# [Brief]
State how many lines below hold the word "entries". Give that number and no other text.

====== Data shown ======

//! Environment-driven application configuration.
//!
//! Everything comes from `RAILGUARD_*` variables (a `.env` file is loaded by
//! the binary before this runs). Agency keys can also be mounted as a JSON
//! file mapping agency ids to keys, for deployments that ship secrets on
//! disk; an environment variable always wins over the file.

use crate::agencies::Agency;
use crate::fetch::RequestPolicy;
use anyhow::{Context, Result};
use std::collections::HashMap;
use std::time::Duration;

/// Per-agency API keys. Agencies without an entry still serve requests for
/// keyless upstreams and answer missing-credential errors otherwise.
#[derive(Debug, Default, Clone)]
pub struct AgencyKeys {
    entries: HashMap<&'static str, String>,
}

impl AgencyKeys {
    pub fn get(&self, agency: Agency) -> Option<&str> {
        self.entries.get(agency.id()).map(String::as_str)
    }

    pub fn set(&mut self, agency: Agency, key: String) {
        self.entries.insert(agency.id(), key);
    }

    fn env_var(agency: Agency) -> String {
        format!("RAILGUARD_{}_KEY", agency.id().to_ascii_uppercase())
    }

    /// Loads keys from the optional JSON key file, then lets env vars
    /// override per agency.
    pub fn from_env() -> Result<Self> {
        let mut keys = AgencyKeys::default();

        if let Ok(path) = std::env::var("RAILGUARD_KEY_FILE") {
            let content = std::fs::read_to_string(&path)
                .with_context(|| format!("reading key file '{path}'"))?;
            let entries: HashMap<String, String> = serde_json::from_str(&content)
                .with_context(|| format!("parsing key file '{path}'"))?;
            for (id, key) in entries {
                if let Some(agency) = Agency::from_id(&id) {
                    keys.set(agency, key);
                }
            }
        }

        for agency in Agency::ALL {
            if let Ok(key) = std::env::var(Self::env_var(agency)) {
                if !key.is_empty() {
                    keys.set(agency, key);
                }
            }
        }

        Ok(keys)
    }
}

/// Connection details for the managed Postgres backend's REST surface.
#[derive(Debug, Clone)]
pub struct BackendConfig {
    pub base_url: String,
    pub service_key: String,
}

#[derive(Debug, Clone)]
pub struct AppConfig {
    pub bind: String,
    pub policy: RequestPolicy,
    pub keys: AgencyKeys,
    pub backend: Option<BackendConfig>,
    /// Secondary logging endpoint for the emergency failsafe.
    pub backup_url: Option<String>,
}

impl AppConfig {
    pub fn from_env() -> Result<Self> {
        let bind =
            std::env::var("RAILGUARD_BIND").unwrap_or_else(|_| "127.0.0.1:8080".to_string());

        let mut policy = RequestPolicy::default();
        if let Ok(secs) = std::env::var("RAILGUARD_HTTP_TIMEOUT_SECS") {
            policy.timeout = Duration::from_secs(
                secs.parse()
                    .context("RAILGUARD_HTTP_TIMEOUT_SECS must be an integer")?,
            );
        }
        if let Ok(retries) = std::env::var("RAILGUARD_HTTP_RETRIES") {
            policy.retries = retries
                .parse()
                .context("RAILGUARD_HTTP_RETRIES must be an integer")?;
        }

        let backend = match (
            std::env::var("RAILGUARD_BACKEND_URL"),
            std::env::var("RAILGUARD_BACKEND_KEY"),
        ) {
            (Ok(base_url), Ok(service_key)) => Some(BackendConfig {
                base_url: base_url.trim_end_matches('/').to_string(),
                service_key,
            }),
            (Ok(_), Err(_)) => {
                anyhow::bail!("RAILGUARD_BACKEND_URL is set but RAILGUARD_BACKEND_KEY is not")
            }
            _ => None,
        };

        Ok(Self {
            bind,
            policy,
            keys: AgencyKeys::from_env()?,
            backend,
            backup_url: std::env::var("RAILGUARD_BACKUP_URL").ok(),
        })
    }
}

impl Default for AppConfig {
    fn default() -> Self {
        Self {
            bind: "127.0.0.1:8080".to_string(),
            policy: RequestPolicy::default(),
            keys: AgencyKeys::default(),
            backend: None,
            backup_url: None,
        }
    }
}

======

# [Written solution]
5